Glyn Moody reports via TechDirt
Here's another [data retention] law, this time from Peru, which has a particularly nasty twist, as the EFF reports:
The Peruvian President today adopted a legislative decree that will grant the police warrantless access to real time user location data on a 24/7 basis. But that's not the worst part of the decree: it compels telecom providers to retain, for one year, data on who communicates with whom, for how long, and from where. It also allows the authorities access to the data in real time and online after seven days of the delivery of the court order. Moreover, it compels telecom providers to continue to retain the data for 24 more months in electronic storage. Adding insult to injury, the decree expressly states that location data is excluded from the privacy of communication guaranteed by the Peruvian Constitution.
[...] The EFF post goes on to point out that the move contradicts a variety of human rights obligations that Peru has undertaken to comply with.

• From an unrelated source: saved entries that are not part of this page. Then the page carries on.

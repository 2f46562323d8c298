//! Mealie admin API client.
//!
//! Implements [`GroupGateway`] over HTTP with `reqwest`. Every request carries
//! the bearer credential and JSON content negotiation headers.
//!
//! Endpoints used:
//! - `GET  /api/admin/groups?page={p}&perPage={n}` (paginated)
//! - `POST /api/admin/groups`
//! - `GET  /api/groups/members`
//! - `GET  /api/groups/self`
//! - `PUT  /api/admin/users/{id}`

use async_trait::async_trait;
use groupwarden_core::{GatewayError, Group, GroupGateway, GroupPage, SelfGroup, User};
use serde::de::DeserializeOwned;
use std::time::Duration;
use tracing::{debug, info, warn};

use crate::retry::RetryPolicy;

/// HTTP client bound to one Mealie server and credential.
pub struct MealieClient {
    base_url: String,
    api_key: String,
    per_page: u32,
    retry: RetryPolicy,
    client: reqwest::Client,
}

impl MealieClient {
    /// Create a client with the given request timeout and no retry.
    pub fn new(
        base_url: impl Into<String>,
        api_key: impl Into<String>,
        per_page: u32,
        timeout: Duration,
    ) -> Result<Self, GatewayError> {
        let client = reqwest::Client::builder()
            .timeout(timeout)
            .build()
            .map_err(|e| GatewayError::NotConfigured(format!("Failed to create HTTP client: {e}")))?;

        Ok(Self {
            base_url: base_url.into().trim_end_matches('/').to_string(),
            api_key: api_key.into(),
            per_page: per_page.max(1),
            retry: RetryPolicy::none(),
            client,
        })
    }

    /// Build a client from the application config.
    pub fn from_config(config: &groupwarden_config::AppConfig) -> Result<Self, GatewayError> {
        let api_key = config
            .require_api_key()
            .map_err(|e| GatewayError::NotConfigured(e.to_string()))?;

        Ok(Self::new(
            &config.mealie.base_url,
            api_key,
            config.mealie.per_page,
            Duration::from_secs(config.mealie.timeout_secs),
        )?
        .with_retry(RetryPolicy::from(&config.retry)))
    }

    /// Replace the retry policy for idempotent calls.
    pub fn with_retry(mut self, retry: RetryPolicy) -> Self {
        self.retry = retry;
        self
    }

    pub fn base_url(&self) -> &str {
        &self.base_url
    }

    fn request(&self, method: reqwest::Method, path: &str) -> reqwest::RequestBuilder {
        self.client
            .request(method, format!("{}{path}", self.base_url))
            .header("Authorization", format!("Bearer {}", self.api_key))
            .header("Accept", "application/json")
            .header("Content-Type", "application/json")
    }

    async fn get_json<T: DeserializeOwned>(&self, path: &str) -> Result<T, GatewayError> {
        let response = self
            .request(reqwest::Method::GET, path)
            .send()
            .await
            .map_err(|e| GatewayError::Network(e.to_string()))?;
        read_json(response).await
    }

    async fn fetch_group_page(&self, page: u32) -> Result<GroupPage, GatewayError> {
        let path = format!("/api/admin/groups?page={page}&perPage={}", self.per_page);
        self.retry
            .run("list groups", || self.get_json::<GroupPage>(&path))
            .await
    }

    async fn put_user(&self, user: &User) -> Result<User, GatewayError> {
        let response = self
            .request(reqwest::Method::PUT, &format!("/api/admin/users/{}", user.id))
            .json(user)
            .send()
            .await
            .map_err(|e| GatewayError::Network(e.to_string()))?;
        read_json(response).await
    }
}

/// Map the response status onto [`GatewayError`] and decode the body.
async fn read_json<T: DeserializeOwned>(response: reqwest::Response) -> Result<T, GatewayError> {
    let status = response.status().as_u16();

    if status == 401 || status == 403 {
        return Err(GatewayError::AuthenticationFailed(format!(
            "Invalid API key or insufficient permissions (status: {status})"
        )));
    }

    if !response.status().is_success() {
        let error_body = response.text().await.unwrap_or_default();
        if status == 409 {
            return Err(GatewayError::Conflict(error_body));
        }
        warn!(status, body = %error_body, "Mealie returned error");
        return Err(GatewayError::ApiError {
            status_code: status,
            message: error_body,
        });
    }

    response
        .json()
        .await
        .map_err(|e| GatewayError::InvalidResponse(format!("Failed to parse response: {e}")))
}

#[async_trait]
impl GroupGateway for MealieClient {
    async fn list_groups(&self) -> Result<Vec<Group>, GatewayError> {
        let mut groups = Vec::new();
        let mut page = 1;

        loop {
            let body = self.fetch_group_page(page).await?;
            let fetched = body.items.len();
            groups.extend(body.items);

            match body.total_pages {
                Some(total) if page < total && fetched > 0 => page += 1,
                _ => break,
            }
        }

        debug!(count = groups.len(), pages = page, "Fetched groups");
        Ok(groups)
    }

    async fn create_group(&self, name: &str) -> Result<Group, GatewayError> {
        let response = self
            .request(reqwest::Method::POST, "/api/admin/groups")
            .json(&serde_json::json!({ "name": name }))
            .send()
            .await
            .map_err(|e| GatewayError::Network(e.to_string()))?;

        let group: Group = read_json(response).await?;
        info!(group = %group.name, id = %group.id, "Created group");
        Ok(group)
    }

    async fn list_members(&self) -> Result<Vec<User>, GatewayError> {
        let users: Vec<User> = self
            .retry
            .run("list members", || self.get_json("/api/groups/members"))
            .await?;
        debug!(count = users.len(), "Found users");
        Ok(users)
    }

    async fn self_group(&self) -> Result<SelfGroup, GatewayError> {
        self.retry
            .run("self group", || self.get_json("/api/groups/self"))
            .await
    }

    async fn update_user(&self, user: &User) -> Result<User, GatewayError> {
        self.retry.run("update user", || self.put_user(user)).await
    }
}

(Score: 0) by Anonymous Coward on Sunday August 09 2015, @06:21AM
Look, everybody knows president means dictator. The title was chosen back in the 18th century to mean a leader who presides, but presidents have been ruling by personal decree as far back as the great American tyrant Abraham Lincoln. We live in the 21st century, and our dictators hold elections and pretend not to be kings, but they still act exactly like kings once did. Only the titles have changed.